Beginning with Charles McKim, William Mead, and Stamford White and concluding with Michael Arad, Makers of Modern Architecture, Volume II examines the people behind the work at the forefront of 20th and early 21st century architecture. Critic Martin Filler masterfully integrates each person’s unique biography and distinctive character into the architectural discussion. Here is his revealing profile of Michael Arad, the young architect whose design for the National September 11 Memorial at Ground Zero brought him into the national spotlight. It was originally published on Metropolis Mag's Point of View Blog.

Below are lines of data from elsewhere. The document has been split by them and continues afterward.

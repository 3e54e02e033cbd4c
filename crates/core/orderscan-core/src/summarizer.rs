/*!
# Map-Reduce Summarizer

Produces one detailed analysis of a document:

1. Split the text with [`TextChunker`].
2. Map: one model request per chunk, strictly in order, asking for every
   fact, date, entity and conclusion.
3. Reduce: when there is more than one chunk, one extra request consolidates
   the per-chunk analyses (joined by blank lines) into a single document.
*/

use crate::chunking::TextChunker;
use crate::prompts::PromptEngine;
use crate::types::{GenerateTextParams, LanguageModel};
use crate::Result;
use serde::{Deserialize, Serialize};
use std::sync::Arc;
use tracing::{debug, info};

/// Separator between chunk analyses in the intermediate document
pub const ANALYSIS_SEPARATOR: &str = "\n\n";

/// Final summary of one document
#[derive(Debug, Clone, PartialEq, Eq, Serialize, Deserialize)]
pub struct Summary {
    /// Summary text
    pub text: String,

    /// Number of chunks mapped
    pub chunk_count: usize,

    /// Whether a reduce pass produced `text`
    pub reduced: bool,
}

/// Chunked map-reduce summarizer
pub struct MapReduceSummarizer {
    model: Arc<dyn LanguageModel>,
    chunker: TextChunker,
    prompts: PromptEngine,
}

impl MapReduceSummarizer {
    /// Create a summarizer
    pub fn new(model: Arc<dyn LanguageModel>, chunker: TextChunker) -> Self {
        Self {
            model,
            chunker,
            prompts: PromptEngine::new(),
        }
    }

    /// Summarize `text`. Any model failure aborts the whole summary.
    pub async fn summarize(&self, text: &str) -> Result<Summary> {
        let chunks = self.chunker.split(text);
        let total = chunks.len();

        if total == 0 {
            info!("SUMMARY_SKIPPED reason=empty_text");
            return Ok(Summary {
                text: String::new(),
                chunk_count: 0,
                reduced: false,
            });
        }

        let config = self.chunker.config();
        info!(
            "CHUNKS_READY count={} chunk_size={} overlap={}",
            total, config.chunk_size(), config.chunk_overlap()
        );

        let mut analyses = Vec::with_capacity(total);
        for chunk in &chunks {
            let part = chunk.index + 1;
            debug!("MAP_PASS part={}/{} chars={}", part, total, chunk.char_len());
            let prompt = self.prompts.map_prompt(part, total, &chunk.text)?;
            let analysis = self
                .model
                .generate_text(GenerateTextParams::prompt(prompt))
                .await?;
            analyses.push(analysis);
        }

        let intermediate = analyses.join(ANALYSIS_SEPARATOR);
        if total == 1 {
            return Ok(Summary {
                text: intermediate,
                chunk_count: 1,
                reduced: false,
            });
        }

        info!("REDUCE_PASS inputs={} chars={}", total, intermediate.chars().count());
        let prompt = self.prompts.reduce_prompt(&intermediate)?;
        let text = self
            .model
            .generate_text(GenerateTextParams::prompt(prompt))
            .await?;

        Ok(Summary {
            text,
            chunk_count: total,
            reduced: true,
        })
    }
}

I wept but about what precisely I cannot say. When I first visited Michael Arad’s newly completed National September 11 Memorial of 2003–2011 at Ground Zero, which was dedicated on the tenth anniversary of the disaster—the ubiquitous maudlin press coverage of which I had done everything possible to ignore—it impressed me at once as a sobering, disturbing, heartbreaking, and overwhelming masterpiece. Arad’s inexorably powerful, enigmatically abstract pair of abyss-like pools, which demarcate the foundations of the lost Twin Towers, came as an immense surprise to those of us who doubted that the chaotic and desultory reconstruction of the World Trade Center site could yield anything of lasting value.
Yet against all odds and despite tremendous opposition from all quarters, the design by the Israeli-American Arad—an obscure thirty-four-year-old architect working for a New York City municipal agency when his starkly Minimalist proposal, Reflecting Absence, was chosen as the winner from among the 5,201 entries to the Ground Zero competition—became the most powerful example of commemorative architecture since Maya Lin’s Vietnam Veterans Memorial of 1981–1982 in Washington, D.C.